Terms and Conditions of Sale

Last updated: March 2026

 

1. Definitions

In these Terms and Conditions:

  • „Company“ means The Chilli Doctor Limited, registered in England and Wales (Company No. 08298511).
  • „Customer“ means the person or business placing an order with the Company.
  • „Goods“ means the products supplied by the Company as described in the order confirmation.
  • „Order“ means a purchase order submitted by the Customer for Goods.
  • „Contract“ means the agreement between the Company and the Customer for the supply of Goods, incorporating these Terms and Conditions.

 

2. Application of Terms

2.1 These Terms and Conditions apply to all sales of Goods by the Company and supersede any terms proposed by the Customer, unless otherwise agreed in writing by a director of the Company.

2.2 No variation to these Terms and Conditions shall be binding unless agreed in writing by an authorised representative of the Company.

2.3 By placing an Order, the Customer accepts these Terms and Conditions in full.

 

3. Orders and Acceptance

3.1 All Orders are subject to acceptance by the Company. A Contract is formed only when the Company issues a written order confirmation.

3.2 The Company reserves the right to refuse or cancel any Order at its discretion, without liability.

3.3 The Customer is responsible for ensuring the accuracy of its Order, including specifications, quantities, and delivery details.

 

4. Price and Payment

4.1 Prices are as quoted by the Company and are exclusive of VAT and any applicable delivery charges, unless stated otherwise.

4.2 The Company reserves the right to adjust prices at any time prior to order confirmation to reflect changes in costs, exchange rates, or market conditions.

4.3 Payment terms are 30 days from date of invoice, unless otherwise agreed in writing.

4.4 The Company reserves the right to charge interest on overdue invoices at 8% per annum above the Bank of England base rate, in accordance with the Late Payment of Commercial Debts (Interest) Act 1998.

4.5 The Company reserves the right to suspend or cancel further deliveries if payment is not received by the due date.

 

5. Delivery

5.1 Delivery dates are estimates only and time is not of the essence. The Company will not be liable for any loss or damage arising from delay in delivery.

5.2 Risk in the Goods passes to the Customer upon delivery.

5.3 The Customer must inspect the Goods upon delivery and notify the Company in writing within 48 hours of any shortage, damage, or discrepancy.

5.4 Failure to notify within this period shall be deemed acceptance of the Goods as delivered.

 

6. Title to Goods

6.1 Title to the Goods shall not pass to the Customer until the Company has received full payment for the Goods and all other sums due from the Customer.

6.2 Until title passes, the Customer shall hold the Goods as fiduciary agent and bailee of the Company, and shall store them separately and clearly identified as the Company’s property.

 

7. Quality and Returns

7.1 The Company warrants that Goods will conform to their specification at the time of delivery.

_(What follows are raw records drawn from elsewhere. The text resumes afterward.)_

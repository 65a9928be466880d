//! This module contains the `ChunkGenerator` trait and the noise-based
//! generator behind the overworld.

use std::sync::Arc;

use enum_dispatch::enum_dispatch;
use steel_utils::{
    WorldgenError,
    density::DensityEvaluator,
    noise_router::{FluidPicker, OverworldFluidPicker, SurfaceHeightEstimator},
};
use tracing::debug_span;

use crate::{
    biome::BiomeSource, blocks::vanilla::LAVA, random_state::RandomState,
    settings::NoiseGeneratorSettings,
};

use super::{
    BelowZeroRetrogen, ChunkStatus, WorldGenerationContext,
    noise_chunk::{NoiseChunk, NoiseSampler},
    proto_chunk::ProtoChunk,
};

/// A trait for generating chunks.
#[enum_dispatch]
pub trait ChunkGenerator: Send + Sync {
    /// Samples the biomes of every section in the chunk's generation range.
    fn create_biomes(&self, chunk: &mut ProtoChunk);

    /// Fills the chunk with the default block, fluids and ore veins.
    fn fill_from_noise(&self, chunk: &mut ProtoChunk);

    /// Replaces the top layers of the chunk according to the surface rules.
    fn build_surface(&self, chunk: &mut ProtoChunk);

    /// Runs every step above in order.
    fn generate(&self, chunk: &mut ProtoChunk) {
        self.create_biomes(chunk);
        self.fill_from_noise(chunk);
        self.build_surface(chunk);
    }
}

/// Every chunk generator a world can be configured with.
#[allow(missing_docs)]
#[enum_dispatch(ChunkGenerator)]
pub enum ChunkGeneratorType {
    Noise(NoiseBasedChunkGenerator),
}

/// Generates terrain from a seeded noise router.
pub struct NoiseBasedChunkGenerator {
    settings: Arc<NoiseGeneratorSettings>,
    random_state: Arc<RandomState>,
    biome_source: BiomeSource,
    fluid_picker: FluidPicker,
}

impl NoiseBasedChunkGenerator {
    /// Seeds `settings` for `seed`. Fails when the router or surface rules
    /// name something unknown.
    pub fn new(
        settings: Arc<NoiseGeneratorSettings>,
        biome_source: BiomeSource,
        seed: u64,
    ) -> Result<Self, WorldgenError> {
        let random_state = Arc::new(RandomState::new(&settings, seed)?);
        Ok(Self::with_random_state(settings, random_state, biome_source))
    }

    /// A generator over an already seeded state.
    #[must_use]
    pub fn with_random_state(
        settings: Arc<NoiseGeneratorSettings>,
        random_state: Arc<RandomState>,
        biome_source: BiomeSource,
    ) -> Self {
        let fluid_picker =
            OverworldFluidPicker::new(settings.sea_level, settings.default_fluid, LAVA).into();
        Self {
            settings,
            random_state,
            biome_source,
            fluid_picker,
        }
    }

    /// The settings the generator was built from.
    #[must_use]
    pub fn settings(&self) -> &NoiseGeneratorSettings {
        &self.settings
    }

    /// The seeded noises and router.
    #[must_use]
    pub fn random_state(&self) -> &RandomState {
        &self.random_state
    }

    /// Where biomes come from.
    #[must_use]
    pub const fn biome_source(&self) -> &BiomeSource {
        &self.biome_source
    }
}

impl ChunkGenerator for NoiseBasedChunkGenerator {
    fn create_biomes(&self, chunk: &mut ProtoChunk) {
        let _span = debug_span!("create_biomes", x = chunk.pos().x, z = chunk.pos().z).entered();
        chunk.fill_biomes_from_noise(&self.biome_source, self.random_state.sampler());
        chunk.set_status(ChunkStatus::Biomes);
    }

    fn fill_from_noise(&self, chunk: &mut ProtoChunk) {
        NoiseChunk::new(
            chunk,
            &self.random_state,
            &self.settings,
            self.fluid_picker.clone(),
        )
        .fill(chunk);

        if let Some(retrogen) = chunk.below_zero_retrogen().cloned() {
            BelowZeroRetrogen::replace_old_bedrock(chunk);
            if retrogen.has_bedrock_holes() {
                retrogen.apply_bedrock_mask(chunk);
            }
        }
        chunk.set_status(ChunkStatus::Noise);
    }

    fn build_surface(&self, chunk: &mut ProtoChunk) {
        let _span = debug_span!("build_surface", x = chunk.pos().x, z = chunk.pos().z).entered();
        let noise = self.settings.noise;
        let router = self.random_state.router();
        let mut evaluator = DensityEvaluator::new(self.random_state.graph());
        let mut surface_height = SurfaceHeightEstimator::new(
            router.initial_density_without_jaggedness,
            noise.min_y,
            noise.height,
            noise.cell_height(),
        );
        let mut sampler = NoiseSampler::new(&mut evaluator, &mut surface_height);
        let generation = WorldGenerationContext::new(&*chunk, noise.min_y, noise.height);

        self.random_state.surface_system().build_surface(
            self.random_state.surface_rule(),
            chunk,
            &mut sampler,
            generation,
            self.settings.use_legacy_random_source,
        );
        chunk.set_status(ChunkStatus::Surface);
    }
}

#[cfg(test)]
mod tests {
    use steel_utils::{
        BitSet, ChunkPos,
        density::{DensityGraph, FunctionContext},
        noise_router::{NoiseRouter, OverworldPreset},
    };

    use super::*;
    use crate::{
        biome::vanilla::{DEEP_DARK, PLAINS},
        blocks::{
            self,
            vanilla::{AIR, BEDROCK, DEEPSLATE, GRASS_BLOCK, STONE, WATER},
        },
        chunk::{HeightRange, HeightmapType, LevelHeightAccessor},
    };

    const LEVEL: HeightRange = HeightRange::new(-64, 384);

    /// Overworld settings with the terrain replaced by a density of y alone.
    fn flat_settings(surface_y: i32) -> NoiseGeneratorSettings {
        let mut settings =
            NoiseGeneratorSettings::overworld(OverworldPreset::Normal).expect("vanilla data");
        let mut graph = DensityGraph::new();
        let gradient =
            graph.y_clamped_gradient(surface_y - 64, surface_y + 64, 1.0, -1.0);
        let density = graph.interpolated(gradient);
        let zero = graph.zero();
        let mut router = NoiseRouter::from_roots([zero; NoiseRouter::ROOT_COUNT]);
        router.final_density = density;
        router.initial_density_without_jaggedness = gradient;
        settings.graph = graph;
        settings.noise_router = router;
        settings.aquifers_enabled = false;
        settings.ore_veins_enabled = false;
        settings
    }

    fn generator(settings: NoiseGeneratorSettings) -> NoiseBasedChunkGenerator {
        NoiseBasedChunkGenerator::new(Arc::new(settings), BiomeSource::Fixed(&PLAINS), 42)
            .expect("seeded")
    }

    #[test]
    fn flat_terrain_gets_a_grass_surface_and_bedrock_floor() {
        let generator = generator(flat_settings(80));
        let mut chunk = ProtoChunk::new(ChunkPos::new(2, 5), &LEVEL, None);
        generator.generate(&mut chunk);

        assert_eq!(chunk.status(), ChunkStatus::Surface);
        for x in 0..16 {
            for z in 0..16 {
                assert_eq!(chunk.get_height(HeightmapType::WorldSurfaceWg, x, z), 79);
                assert_eq!(chunk.get_block_state(x, 79, z), GRASS_BLOCK);
                assert_eq!(chunk.get_block_state(x, 80, z), AIR);
                assert_eq!(chunk.get_block_state(x, -64, z), BEDROCK);
                assert_eq!(chunk.get_block_state(x, -40, z), DEEPSLATE);
                assert_eq!(chunk.get_block_state(x, 40, z), STONE);
            }
        }
    }

    #[test]
    fn terrain_below_sea_level_is_flooded() {
        let generator = generator(flat_settings(40));
        let mut chunk = ProtoChunk::new(ChunkPos::new(0, 0), &LEVEL, None);
        generator.create_biomes(&mut chunk);
        generator.fill_from_noise(&mut chunk);

        assert_eq!(chunk.get_block_state(3, 62, 3), WATER);
        assert_eq!(chunk.get_block_state(3, 63, 3), AIR);
        assert_eq!(chunk.get_height(HeightmapType::OceanFloorWg, 3, 3), 39);
        assert_eq!(chunk.get_height(HeightmapType::WorldSurfaceWg, 3, 3), 62);
    }

    #[test]
    fn heightmaps_agree_with_the_blocks() {
        let generator = generator(flat_settings(70));
        let mut chunk = ProtoChunk::new(ChunkPos::new(-3, 1), &LEVEL, None);
        generator.generate(&mut chunk);
        for kind in HeightmapType::WORLDGEN {
            for (x, z) in [(0, 0), (15, 15), (7, 9)] {
                let top = chunk.get_height(kind, x, z);
                assert!(kind.is_opaque(blocks::state(chunk.get_block_state(x, top, z))));
                for y in top + 1..=chunk.max_y() {
                    assert!(!kind.is_opaque(blocks::state(chunk.get_block_state(x, y, z))));
                }
            }
        }
    }

    #[test]
    fn upgrading_chunks_are_extended_downwards() {
        let generator = generator(flat_settings(80));
        let mut holes = BitSet::with_capacity(256);
        holes.set(0, true);
        let retrogen = BelowZeroRetrogen::new(ChunkStatus::Full, holes);
        let mut chunk = ProtoChunk::new(ChunkPos::new(0, 0), &LEVEL, retrogen);
        for x in 0..16 {
            for z in 0..16 {
                chunk.set_block_state(x, 0, z, BEDROCK);
                chunk.set_block_state(x, 10, z, GRASS_BLOCK);
            }
        }
        generator.fill_from_noise(&mut chunk);

        assert_eq!(chunk.get_block_state(5, 0, 5), DEEPSLATE);
        assert_eq!(chunk.get_block_state(5, 10, 5), GRASS_BLOCK);
        assert_eq!(chunk.get_block_state(5, -10, 5), STONE);
        assert_eq!(chunk.get_block_state(0, -10, 0), AIR);
    }

    #[test]
    fn upgrading_chunks_keep_old_biomes_above_caves() {
        let settings = flat_settings(80);
        let generator =
            NoiseBasedChunkGenerator::new(Arc::new(settings), BiomeSource::Fixed(&DEEP_DARK), 42)
                .expect("seeded");
        let retrogen = BelowZeroRetrogen::new(ChunkStatus::Full, BitSet::default());
        let mut chunk = ProtoChunk::new(ChunkPos::new(0, 0), &LEVEL, retrogen);
        generator.create_biomes(&mut chunk);
        assert!(chunk.get_noise_biome(0, -8, 0).is(&DEEP_DARK));
    }

    #[test]
    fn vanilla_terrain_is_deterministic() {
        let settings = Arc::new(
            NoiseGeneratorSettings::overworld(OverworldPreset::Normal).expect("vanilla data"),
        );
        let a = NoiseBasedChunkGenerator::new(settings.clone(), BiomeSource::overworld(), 7)
            .expect("seeded");
        let b = NoiseBasedChunkGenerator::new(settings, BiomeSource::overworld(), 7)
            .expect("seeded");
        let mut first = ProtoChunk::new(ChunkPos::new(1, -1), &LEVEL, None);
        let mut second = ProtoChunk::new(ChunkPos::new(1, -1), &LEVEL, None);
        a.generate(&mut first);
        b.generate(&mut second);

        for x in (0..16).step_by(5) {
            for z in (0..16).step_by(5) {
                assert_eq!(
                    first.get_height(HeightmapType::OceanFloorWg, x, z),
                    second.get_height(HeightmapType::OceanFloorWg, x, z)
                );
                for y in (-64..320).step_by(7) {
                    assert_eq!(first.get_block_state(x, y, z), second.get_block_state(x, y, z));
                }
            }
        }
    }

    #[test]
    fn chunk_fill_matches_direct_density() {
        let settings = Arc::new(
            NoiseGeneratorSettings::overworld(OverworldPreset::Normal).expect("vanilla data"),
        );
        let mut flat = (*settings).clone();
        flat.aquifers_enabled = false;
        flat.ore_veins_enabled = false;
        let generator = generator(flat);
        let mut chunk = ProtoChunk::new(ChunkPos::new(4, 4), &LEVEL, None);
        generator.fill_from_noise(&mut chunk);

        // Interpolated and direct density agree at cell corners.
        let state = generator.random_state();
        for y in (-64..320).step_by(8) {
            let density =
                state.graph().compute(state.router().final_density, &FunctionContext::new(64, y, 64));
            let block = chunk.get_block_state(0, y, 0);
            if density > 0.0 {
                assert_eq!(block, STONE, "y = {y}");
            } else {
                assert!(!blocks::state(block).blocks_motion(), "y = {y}");
            }
        }
    }
}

7.2 The Customer must notify the Company of any quality claim within 5 working days of delivery, with supporting evidence.

7.3 Returns will only be accepted with prior written authorisation from the Company. Unauthorised returns will not be credited.

7.4 The Company’s liability for defective Goods is limited to replacement, repair, or refund at the Company’s discretion.

 

8. Limitation of Liability

8.1 The Company’s total liability under any Contract shall not exceed the price paid by the Customer for the Goods giving rise to the claim.

8.2 The Company shall not be liable for any indirect, consequential, or special loss, including loss of profit, revenue, or business, howsoever arising.

8.3 Nothing in these Terms and Conditions limits liability for death or personal injury caused by negligence, fraud, or any other liability that cannot be excluded by law.

 

9. Force Majeure

9.1 The Company shall not be liable for any failure or delay in performance of its obligations due to circumstances beyond its reasonable control, including but not limited to acts of God, war, strikes, governmental action, or supply chain disruption.

9.2 The Company will notify the Customer as soon as reasonably practicable of any such event and its expected duration.

 

10. Confidentiality

10.1 Both parties agree to keep confidential any proprietary or commercially sensitive information disclosed in connection with the Contract.

10.2 This obligation does not apply to information that is publicly available or required to be disclosed by law.

 

11. Data Protection

11.1 The Company processes personal data in accordance with the UK General Data Protection Regulation (UK GDPR) and the Data Protection Act 2018.

11.2 By entering into a Contract, the Customer consents to the Company processing its data for the purposes of fulfilling the Contract, managing the customer relationship, and complying with legal obligations.

11.3 For further information, please refer to the Company’s Privacy Policy available at www.thechillidoctor.com.

 

12. Governing Law and Jurisdiction

12.1 These Terms and Conditions and any Contract shall be governed by and construed in accordance with the laws of England and Wales.

12.2 Any dispute arising shall be subject to the exclusive jurisdiction of the courts of England and Wales.